L’I. M. : Pourquoi les établissements limitent-ils les visites ?
P. T.-W. : Ils évoquent le risque d’agression pour les soignants. Les locaux sont aussi parfois inadaptés, avec des petits box séparés par de simples rideaux. Les directions imposent donc un règlement, qui fixe les horaires de visite et interdit souvent l’accès aux enfants de moins de 15 ans. Ces textes sont le résultat d’actualisations successives apportées aux premiers règlements, instaurés à la fin du XIXe siècle. À cette époque, l’extérieur était vu comme une source de risque infectieux, mais les parents étaient aussi généralement considérés par les professionnels comme inaptes à prendre leurs enfants en charge.
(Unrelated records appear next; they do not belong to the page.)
impl Variable {
    pub fn parse(path: &str) -> Option<Self> {
        let path = path.trim();
        match path {
            "today" => return Some(Variable::Today),
            "currentPage" => return Some(Variable::CurrentPage),
            "totalPages" => return Some(Variable::TotalPages),
            _ => {}
        }
        let (namespace, field) = path.split_once('.')?;
        Some(match namespace {
            "revize" => Variable::Revize(match field {
                "cisloRevize" => RevizeField::CisloRevize,
                "nazev" => RevizeField::Nazev,
                "adresa" => RevizeField::Adresa,
                "objekt" => RevizeField::Objekt,
                "typRevize" => RevizeField::TypRevize,
                "kategorie" => RevizeField::Kategorie,
                "vysledek" => RevizeField::Vysledek,
                "datum" => RevizeField::Datum,
                "datumDokonceni" => RevizeField::DatumDokonceni,
                "datumVypracovani" => RevizeField::DatumVypracovani,
                "platnostDo" => RevizeField::PlatnostDo,
                "rozsah" => RevizeField::Rozsah,
                "predmetNeni" => RevizeField::PredmetNeni,
                "napetovaSoustava" => RevizeField::NapetovaSoustava,
                "zaver" => RevizeField::Zaver,
                _ => return None,
            }),
            "firma" => Variable::Firma(match field {
                "nazev" => FirmaField::Nazev,
                "ico" => FirmaField::Ico,
                "dic" => FirmaField::Dic,
                "adresa" => FirmaField::Adresa,
                "telefon" => FirmaField::Telefon,
                "email" => FirmaField::Email,
                _ => return None,
            }),
            "technik" => Variable::Technik(match field {
                "jmeno" => TechnikField::Jmeno,
                "cisloOpravneni" => TechnikField::CisloOpravneni,
                "telefon" => TechnikField::Telefon,
                "email" => TechnikField::Email,
                _ => return None,
            }),
            "zakaznik" => Variable::Zakaznik(match field {
                "nazev" => ZakaznikField::Nazev,
                "ico" => ZakaznikField::Ico,
                "adresa" => ZakaznikField::Adresa,
                "kontaktniOsoba" => ZakaznikField::KontaktniOsoba,
                "telefon" => ZakaznikField::Telefon,
                "email" => ZakaznikField::Email,
                _ => return None,
            }),
            "stats" => Variable::Stats(match field {
                "pocetRozvadecu" => StatsField::PocetRozvadecu,
                "pocetOkruhu" => StatsField::PocetOkruhu,
                "pocetMistnosti" => StatsField::PocetMistnosti,
                "pocetZarizeni" => StatsField::PocetZarizeni,
                "pocetZavad" => StatsField::PocetZavad,
                "pocetZavadC1" => StatsField::PocetZavadC1,
                "pocetZavadC2" => StatsField::PocetZavadC2,
                "pocetZavadC3" => StatsField::PocetZavadC3,
                "pocetPristroju" => StatsField::PocetPristroju,
                _ => return None,
            }),
            _ => return None,
        })
    }

    /// Resolve to display text. Unset values render as a dash; `None` when
    /// the party the path points into is missing from the record.
    pub fn resolve(&self, ctx: &VariableContext) -> Option<String> {
        let r = ctx.record;
        let text = match *self {
            Variable::Today => format_date(Some(ctx.today)),
            Variable::CurrentPage => CURRENT_PAGE_MARKER.to_string(),
            Variable::TotalPages => TOTAL_PAGES_MARKER.to_string(),
            Variable::Revize(field) => match field {
                RevizeField::CisloRevize => or_dash(&r.number),
                RevizeField::Nazev => or_dash(&r.title),
                RevizeField::Adresa => or_dash(&r.site_address),
                RevizeField::Objekt => or_dash(&r.object_description),
                RevizeField::TypRevize => r.kind.label().to_string(),
                RevizeField::Kategorie => r.category.label().to_string(),
                RevizeField::Vysledek => r.result.short_label().to_string(),
                RevizeField::Datum => format_date(r.performed_on),
                RevizeField::DatumDokonceni => format_date(r.completed_on),
                RevizeField::DatumVypracovani => format_date(r.drafted_on),
                RevizeField::PlatnostDo => format_date(r.valid_until),
                RevizeField::Rozsah => or_dash(&r.scope),
                RevizeField::PredmetNeni => or_dash(&r.scope_excluded),
                RevizeField::NapetovaSoustava => or_dash(&r.voltage_system),
                RevizeField::Zaver => or_dash(&r.conclusion),
            },
            Variable::Firma(field) => match &r.company {
                None => return None,
                Some(c) => or_dash(match field {
                    FirmaField::Nazev => &c.name,
                    FirmaField::Ico => &c.ico,
                    FirmaField::Dic => &c.dic,
                    FirmaField::Adresa => &c.address,
                    FirmaField::Telefon => &c.phone,
                    FirmaField::Email => &c.email,
                }),
            },
            Variable::Technik(field) => match &r.technician {
                None => return None,
                Some(t) => or_dash(match field {
                    TechnikField::Jmeno => &t.name,
                    TechnikField::CisloOpravneni => &t.license_number,
                    TechnikField::Telefon => &t.phone,
                    TechnikField::Email => &t.email,
                }),
            },
            Variable::Zakaznik(field) => match &r.customer {
                // The free-text client stands in for a missing customer name.
                None if field == ZakaznikField::Nazev && !r.client.trim().is_empty() => {
                    r.client.trim().to_string()
                }
                None => return None,
                Some(c) => or_dash(match field {
                    ZakaznikField::Nazev => &c.name,
                    ZakaznikField::Ico => &c.ico,
                    ZakaznikField::Adresa => &c.address,
                    ZakaznikField::KontaktniOsoba => &c.contact_person,
                    ZakaznikField::Telefon => &c.phone,
                    ZakaznikField::Email => &c.email,
                }),
            },
            Variable::Stats(field) => {
                let n = match field {
                    StatsField::PocetRozvadecu => r.panels.len(),
                    StatsField::PocetOkruhu => r.circuit_count(),
                    StatsField::PocetMistnosti => r.rooms.len(),
                    StatsField::PocetZarizeni => r.device_count(),
                    StatsField::PocetZavad => r.defects.len(),
                    StatsField::PocetZavadC1 => r.defect_count(Severity::C1),
                    StatsField::PocetZavadC2 => r.defect_count(Severity::C2),
                    StatsField::PocetZavadC3 => r.defect_count(Severity::C3),
                    StatsField::PocetPristroju => r.instruments.len(),
                };
                n.to_string()
            }
        };
        Some(text)
    }
}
Cette méfiance originelle infuse encore les cultures de service.
L’I. M. : Les soignants sont donc eux-mêmes réticents à une plus grande présence des proches ?
P. T. -W. : Je crois qu’ils sont mal à l’aise d’être sous le regard de l’entourage, à qui ils ne font pas spontanément confiance. Ils se sentent moins observés et travaillent sans crainte d’être jugés quand les aidants sortent pendant les soins, notamment. Il y a aussi une forme de jeu de pouvoir : dans une configuration de soin classique, le professionnel a de l’ascendant sur le patient. Le visiteur bouscule cette relation. On observe aussi une certaine arrogance de la part des soignants. De là découlent des erreurs de communication importantes, qui peuvent engendrer des tensions, voire des conflits, qui servent ensuite de justification aux restrictions des visites.
L’I. M. : De votre côté, vous prônez une présence élargie des aidants…
P. T.-W. : Oui, dans la mesure où le patient est d’accord. Il faut échanger avec lui pour comprendre ce qui est important pour lui. Pour les enfants, la place des parents est à leurs côtés. J’ai commencé ma carrière dans les années 1970 dans un service de pédiatrie avant-gardiste, où les parents avaient toute leur place. J’ai lutté ensuite pour la levée des résistances d’autres établissements. Depuis quelques années, la notion de proximologie s’est développée, surtout pour l’accompagnement des personnes âgées dépendantes. Dans cette conception, les aidants naturels sont des éléments déterminants de la prise en charge des malades. De façon générale, on peut considérer que lorsqu’une personne est en position de vulnérabilité, ce qui est souvent le cas quand on est hospitalisé, elle a besoin de ses repères affectifs.
L’I. M. : Quelles sont les conditions nécessaires pour une cohabitation apaisée entre les soignants et les proches ?
P. T.-W. : Il faut que les soignants soient convaincus que la place des proches est là, à l’hôpital. C’est encore plus vrai pour les enfants : quand ils sont en danger, les parents ont un réflexe quasi animal de protection. Il faut en tenir compte. En cas d’agressivité, on pourra apaiser les tensions en se souvenant de ce mécanisme de protection. De plus, les proches peuvent être intégrés aux soins, il faut leur donner un rôle pour qu’ils ne restent pas des spectateurs impuissants. Les équipes doivent également apprendre à mieux communiquer avec les familles.